Copy, from the entries below, each line in which the string "ErrorKind" appears.

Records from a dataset
◇ ◇ ◇
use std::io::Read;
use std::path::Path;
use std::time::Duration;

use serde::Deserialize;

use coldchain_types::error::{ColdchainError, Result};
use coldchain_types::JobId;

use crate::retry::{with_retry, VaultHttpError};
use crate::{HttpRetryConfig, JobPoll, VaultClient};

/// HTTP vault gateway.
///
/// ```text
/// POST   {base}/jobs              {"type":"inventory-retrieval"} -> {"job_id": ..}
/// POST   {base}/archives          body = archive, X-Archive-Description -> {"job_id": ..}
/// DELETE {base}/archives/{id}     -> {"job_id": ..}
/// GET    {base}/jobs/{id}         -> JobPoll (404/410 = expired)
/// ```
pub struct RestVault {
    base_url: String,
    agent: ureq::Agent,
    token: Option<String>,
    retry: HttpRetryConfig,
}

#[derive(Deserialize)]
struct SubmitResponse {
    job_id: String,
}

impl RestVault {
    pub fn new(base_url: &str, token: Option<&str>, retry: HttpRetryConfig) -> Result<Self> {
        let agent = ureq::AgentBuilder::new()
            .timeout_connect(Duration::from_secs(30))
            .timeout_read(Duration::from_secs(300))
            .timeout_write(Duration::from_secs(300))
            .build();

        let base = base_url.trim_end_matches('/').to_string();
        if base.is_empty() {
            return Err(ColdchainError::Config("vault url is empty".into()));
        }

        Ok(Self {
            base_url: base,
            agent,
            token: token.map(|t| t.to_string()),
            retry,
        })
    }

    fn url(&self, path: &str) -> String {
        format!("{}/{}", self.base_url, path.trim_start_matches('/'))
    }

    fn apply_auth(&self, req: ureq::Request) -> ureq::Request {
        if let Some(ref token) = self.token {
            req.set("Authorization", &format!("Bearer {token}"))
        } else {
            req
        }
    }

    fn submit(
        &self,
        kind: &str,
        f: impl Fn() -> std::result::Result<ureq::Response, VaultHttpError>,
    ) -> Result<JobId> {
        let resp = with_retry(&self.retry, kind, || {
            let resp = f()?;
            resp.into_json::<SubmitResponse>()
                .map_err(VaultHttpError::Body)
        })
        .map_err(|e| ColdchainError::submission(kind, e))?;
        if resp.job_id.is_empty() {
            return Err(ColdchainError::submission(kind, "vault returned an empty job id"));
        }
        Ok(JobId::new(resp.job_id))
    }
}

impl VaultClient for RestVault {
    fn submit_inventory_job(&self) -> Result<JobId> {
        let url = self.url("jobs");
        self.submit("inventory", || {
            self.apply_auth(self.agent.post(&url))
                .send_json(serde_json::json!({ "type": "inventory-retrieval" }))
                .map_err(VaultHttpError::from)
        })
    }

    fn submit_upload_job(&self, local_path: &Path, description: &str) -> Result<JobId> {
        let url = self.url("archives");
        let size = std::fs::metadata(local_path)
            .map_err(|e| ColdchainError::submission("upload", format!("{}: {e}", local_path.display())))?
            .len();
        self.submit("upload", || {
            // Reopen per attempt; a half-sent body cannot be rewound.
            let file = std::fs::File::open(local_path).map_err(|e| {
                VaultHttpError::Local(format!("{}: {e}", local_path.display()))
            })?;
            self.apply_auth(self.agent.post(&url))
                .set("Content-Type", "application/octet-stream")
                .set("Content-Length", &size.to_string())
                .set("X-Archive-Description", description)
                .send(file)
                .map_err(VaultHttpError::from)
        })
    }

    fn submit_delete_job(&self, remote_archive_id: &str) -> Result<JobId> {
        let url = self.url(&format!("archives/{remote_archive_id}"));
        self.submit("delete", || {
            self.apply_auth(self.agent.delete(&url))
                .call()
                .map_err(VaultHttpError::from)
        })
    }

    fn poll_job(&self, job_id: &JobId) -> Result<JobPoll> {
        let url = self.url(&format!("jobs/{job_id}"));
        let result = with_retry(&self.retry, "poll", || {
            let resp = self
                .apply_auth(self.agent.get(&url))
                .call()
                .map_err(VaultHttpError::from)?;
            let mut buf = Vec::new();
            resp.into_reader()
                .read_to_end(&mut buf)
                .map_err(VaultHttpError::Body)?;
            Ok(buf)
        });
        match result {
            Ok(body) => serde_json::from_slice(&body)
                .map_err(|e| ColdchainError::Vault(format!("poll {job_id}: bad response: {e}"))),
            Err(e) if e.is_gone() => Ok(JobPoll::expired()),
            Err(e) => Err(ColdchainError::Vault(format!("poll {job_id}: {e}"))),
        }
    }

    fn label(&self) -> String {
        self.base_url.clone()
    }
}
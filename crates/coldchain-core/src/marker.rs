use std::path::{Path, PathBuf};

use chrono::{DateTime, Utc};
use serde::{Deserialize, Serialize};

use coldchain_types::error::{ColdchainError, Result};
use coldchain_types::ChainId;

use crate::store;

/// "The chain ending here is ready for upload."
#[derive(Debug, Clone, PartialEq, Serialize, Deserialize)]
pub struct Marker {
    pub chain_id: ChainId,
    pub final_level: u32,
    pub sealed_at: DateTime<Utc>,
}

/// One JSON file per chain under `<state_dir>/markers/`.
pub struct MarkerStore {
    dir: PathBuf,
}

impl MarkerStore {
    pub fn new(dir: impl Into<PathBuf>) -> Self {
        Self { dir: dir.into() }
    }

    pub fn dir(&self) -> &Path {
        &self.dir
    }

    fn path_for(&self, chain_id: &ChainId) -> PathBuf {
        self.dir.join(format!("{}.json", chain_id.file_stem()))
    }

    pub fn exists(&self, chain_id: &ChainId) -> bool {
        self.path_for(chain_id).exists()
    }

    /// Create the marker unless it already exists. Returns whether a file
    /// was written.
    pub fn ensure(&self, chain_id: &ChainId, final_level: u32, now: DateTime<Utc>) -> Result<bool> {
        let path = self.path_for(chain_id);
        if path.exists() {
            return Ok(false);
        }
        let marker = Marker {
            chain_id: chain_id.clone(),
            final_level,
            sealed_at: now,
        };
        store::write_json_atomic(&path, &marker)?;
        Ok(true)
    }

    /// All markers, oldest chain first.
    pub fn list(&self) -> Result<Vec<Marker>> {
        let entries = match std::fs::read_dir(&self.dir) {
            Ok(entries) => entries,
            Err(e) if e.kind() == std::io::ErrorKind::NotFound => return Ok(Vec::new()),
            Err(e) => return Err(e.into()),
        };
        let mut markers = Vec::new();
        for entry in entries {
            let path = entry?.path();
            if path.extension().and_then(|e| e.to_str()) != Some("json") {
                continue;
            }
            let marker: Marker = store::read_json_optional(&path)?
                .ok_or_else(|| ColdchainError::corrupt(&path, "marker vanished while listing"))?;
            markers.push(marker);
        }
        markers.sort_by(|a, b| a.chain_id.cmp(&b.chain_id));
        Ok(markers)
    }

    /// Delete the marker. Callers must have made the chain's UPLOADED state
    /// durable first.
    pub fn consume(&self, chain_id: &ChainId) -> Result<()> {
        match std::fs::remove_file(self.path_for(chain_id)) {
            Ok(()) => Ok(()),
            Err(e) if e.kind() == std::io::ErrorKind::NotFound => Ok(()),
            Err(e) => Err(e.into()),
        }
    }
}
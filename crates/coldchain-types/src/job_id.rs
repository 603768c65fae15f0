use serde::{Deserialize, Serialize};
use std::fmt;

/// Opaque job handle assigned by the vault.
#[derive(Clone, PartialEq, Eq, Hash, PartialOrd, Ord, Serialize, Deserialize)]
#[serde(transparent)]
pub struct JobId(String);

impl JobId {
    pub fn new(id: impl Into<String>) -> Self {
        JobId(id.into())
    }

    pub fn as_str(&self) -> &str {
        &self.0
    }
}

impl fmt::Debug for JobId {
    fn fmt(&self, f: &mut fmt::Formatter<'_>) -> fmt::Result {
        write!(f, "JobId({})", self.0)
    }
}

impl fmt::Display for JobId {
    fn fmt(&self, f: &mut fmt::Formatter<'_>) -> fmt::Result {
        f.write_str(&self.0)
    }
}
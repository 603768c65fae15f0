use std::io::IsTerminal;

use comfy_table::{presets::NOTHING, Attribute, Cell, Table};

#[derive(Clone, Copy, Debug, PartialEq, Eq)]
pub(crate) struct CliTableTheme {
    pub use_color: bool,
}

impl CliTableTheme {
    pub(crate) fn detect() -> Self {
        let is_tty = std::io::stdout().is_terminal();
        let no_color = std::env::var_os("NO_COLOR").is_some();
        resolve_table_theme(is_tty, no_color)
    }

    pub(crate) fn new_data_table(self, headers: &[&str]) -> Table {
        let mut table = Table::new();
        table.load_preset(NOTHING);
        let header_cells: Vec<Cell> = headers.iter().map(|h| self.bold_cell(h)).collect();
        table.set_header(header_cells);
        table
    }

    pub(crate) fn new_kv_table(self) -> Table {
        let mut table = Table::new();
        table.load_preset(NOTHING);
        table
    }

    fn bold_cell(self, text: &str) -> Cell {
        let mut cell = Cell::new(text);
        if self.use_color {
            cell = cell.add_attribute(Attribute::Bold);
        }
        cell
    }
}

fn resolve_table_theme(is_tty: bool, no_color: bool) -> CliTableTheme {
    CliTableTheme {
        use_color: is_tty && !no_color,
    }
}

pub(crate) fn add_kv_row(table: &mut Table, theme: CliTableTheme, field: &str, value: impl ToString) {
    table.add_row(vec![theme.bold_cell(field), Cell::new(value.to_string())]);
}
◇ ◇ ◇
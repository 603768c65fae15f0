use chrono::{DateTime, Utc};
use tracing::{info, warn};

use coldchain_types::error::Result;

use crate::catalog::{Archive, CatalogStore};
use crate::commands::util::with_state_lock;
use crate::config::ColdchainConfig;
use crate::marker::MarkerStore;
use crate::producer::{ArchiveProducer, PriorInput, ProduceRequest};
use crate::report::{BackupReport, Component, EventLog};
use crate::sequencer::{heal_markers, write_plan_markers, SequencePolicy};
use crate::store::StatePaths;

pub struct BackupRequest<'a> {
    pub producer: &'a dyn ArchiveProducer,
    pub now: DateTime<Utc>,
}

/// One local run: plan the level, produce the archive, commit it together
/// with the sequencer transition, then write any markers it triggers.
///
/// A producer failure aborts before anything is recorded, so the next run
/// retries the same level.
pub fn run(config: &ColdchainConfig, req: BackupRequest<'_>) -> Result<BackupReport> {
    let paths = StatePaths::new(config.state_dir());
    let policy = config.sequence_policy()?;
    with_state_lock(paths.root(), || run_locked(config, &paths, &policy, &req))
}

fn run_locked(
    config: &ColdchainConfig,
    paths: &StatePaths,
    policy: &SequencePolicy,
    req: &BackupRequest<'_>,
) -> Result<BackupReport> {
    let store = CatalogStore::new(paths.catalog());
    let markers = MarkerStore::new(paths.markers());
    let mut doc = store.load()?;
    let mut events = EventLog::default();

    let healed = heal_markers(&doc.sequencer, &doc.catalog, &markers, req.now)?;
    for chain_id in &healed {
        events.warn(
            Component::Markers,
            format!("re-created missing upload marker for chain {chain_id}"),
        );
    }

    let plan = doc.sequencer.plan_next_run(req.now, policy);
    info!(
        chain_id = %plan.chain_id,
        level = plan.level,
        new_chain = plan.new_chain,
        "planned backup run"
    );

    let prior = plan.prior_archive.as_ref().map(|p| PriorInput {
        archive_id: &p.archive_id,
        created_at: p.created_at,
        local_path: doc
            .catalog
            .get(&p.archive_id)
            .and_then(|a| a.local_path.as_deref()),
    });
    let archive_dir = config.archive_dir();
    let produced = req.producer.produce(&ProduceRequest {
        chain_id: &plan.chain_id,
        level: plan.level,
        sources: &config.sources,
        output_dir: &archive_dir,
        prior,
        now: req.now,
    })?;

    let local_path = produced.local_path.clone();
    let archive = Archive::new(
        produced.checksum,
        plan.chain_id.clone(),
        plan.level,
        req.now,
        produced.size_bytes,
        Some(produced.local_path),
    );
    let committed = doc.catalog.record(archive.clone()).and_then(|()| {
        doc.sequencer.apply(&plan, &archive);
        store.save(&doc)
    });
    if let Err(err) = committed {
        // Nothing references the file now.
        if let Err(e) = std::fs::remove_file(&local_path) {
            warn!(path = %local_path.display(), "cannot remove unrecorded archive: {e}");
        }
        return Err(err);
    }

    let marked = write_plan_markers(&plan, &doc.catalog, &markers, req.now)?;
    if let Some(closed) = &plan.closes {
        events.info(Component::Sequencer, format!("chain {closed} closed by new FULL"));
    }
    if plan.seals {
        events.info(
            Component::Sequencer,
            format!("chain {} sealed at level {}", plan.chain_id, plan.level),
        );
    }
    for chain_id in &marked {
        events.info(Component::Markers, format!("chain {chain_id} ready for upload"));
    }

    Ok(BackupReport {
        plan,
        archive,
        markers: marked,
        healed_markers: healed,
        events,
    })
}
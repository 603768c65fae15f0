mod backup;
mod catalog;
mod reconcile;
◇ ◇ ◇
OUTPUT OF THE TASK.
            Err(e) if e.kind() == std::io::ErrorKind::NotFound => return Ok(Vec::new()),
            Err(e) if e.kind() == std::io::ErrorKind::NotFound => Ok(()),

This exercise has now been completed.